White Bean Farro Mushroom Featured

White Bean Farro and Mushroom Soup. A hearty one pot meal for cold evenings

Today’s post is about a delightful thick and delicious soup for fall that I started making a couple of years ago.   It is a white bean, farro, and mushroom soup is one of the favorite fall soups in our house.  To start with, it is a thick, delicious one pot soup.  It has a rich, earthy flavor that is perfect on a cool (cold?) fall evening.  It is easy to make, stores well, and is easy on the pocketbook.  And although I use a bit of pancetta when I make mine, it is also very easy to make a vegetarian soup.  Skip the pancetta and use a vegetable stock.  The soup is still fabulously delicious.  The soup is  my own ‘mash ups’ of popular Italian soups, soups from the Umbria and Tuscany.   

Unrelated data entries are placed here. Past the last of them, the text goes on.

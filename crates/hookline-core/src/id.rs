//! Run identifiers.

use derive_more::Display;
use rand::Rng;
use serde::{Deserialize, Serialize};

/// Length of a generated run identifier.
pub const RUN_ID_LEN: usize = 20;

/// Lowercase only, so prefixes stay valid inside Kubernetes object names.
const RUN_ID_CHARSET: &[u8] = b"abcdefghijklmnopqrstuvwxyz0123456789";

/// Identifier of a single dispatch attempt.
#[derive(Debug, Clone, PartialEq, Eq, Hash, Serialize, Deserialize, Display)]
#[serde(transparent)]
#[display("{_0}")]
pub struct RunId(String);

impl RunId {
    pub fn new(id: impl Into<String>) -> Self {
        Self(id.into())
    }

    pub fn as_str(&self) -> &str {
        &self.0
    }

    /// First `n` characters of the identifier, or all of it when shorter.
    pub fn prefix(&self, n: usize) -> &str {
        truncate(&self.0, n)
    }
}

impl From<String> for RunId {
    fn from(s: String) -> Self {
        Self(s)
    }
}

impl AsRef<str> for RunId {
    fn as_ref(&self) -> &str {
        &self.0
    }
}

/// Source of run identifiers.
///
/// The dispatcher asks for a fresh identifier on every dispatch. Production
/// code uses [`RandomIdSource`]; tests plug in deterministic sources.
pub trait IdSource: Send + Sync {
    fn next_id(&self) -> RunId;
}

/// Random lowercase alphanumeric identifiers of [`RUN_ID_LEN`] characters.
#[derive(Debug, Clone, Copy, Default)]
pub struct RandomIdSource;

impl IdSource for RandomIdSource {
    fn next_id(&self) -> RunId {
        let mut rng = rand::rng();
        let id = (0..RUN_ID_LEN)
            .map(|_| RUN_ID_CHARSET[rng.random_range(0..RUN_ID_CHARSET.len())] as char)
            .collect::<String>();
        RunId(id)
    }
}

/// Char-boundary safe prefix of `s`.
pub fn truncate(s: &str, n: usize) -> &str {
    match s.char_indices().nth(n) {
        Some((idx, _)) => &s[..idx],
        None => s,
    }
}

#[cfg(test)]
mod tests {
    use super::*;

    #[test]
    fn test_random_id_shape() {
        let id = RandomIdSource.next_id();
        assert_eq!(id.as_str().len(), RUN_ID_LEN);
        assert!(
            id.as_str()
                .bytes()
                .all(|b| b.is_ascii_lowercase() || b.is_ascii_digit())
        );
    }

    #[test]
    fn test_random_ids_differ() {
        let a = RandomIdSource.next_id();
        let b = RandomIdSource.next_id();
        assert_ne!(a, b);
    }

    #[test]
    fn test_prefix() {
        let id = RunId::new("abcdefghij");
        assert_eq!(id.prefix(5), "abcde");
        assert_eq!(RunId::new("abc").prefix(5), "abc");
        assert_eq!(truncate("", 5), "");
    }
}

Six or seven years ago, The Elegant Baker and I were in New Haven, Connecticut for the day to visit the Yale Art Museums.  We decided to have dinner there before a three hour drive back to our Boston area home.  We picked a ‘well know’ Italian restaurant and  made a reservation.  Unfortunately, when we arrived at the restaurant we stayed about three minutes.  I have never been in a dirtier restaurant in my life.  Greasy menus, dirty carpets, a table with food scraps on it, and worst of all, a water glass with lipstick stains.  We turned and walked out.  Why tell this story?  Because it ended up being the origin of the soup I am sharing today.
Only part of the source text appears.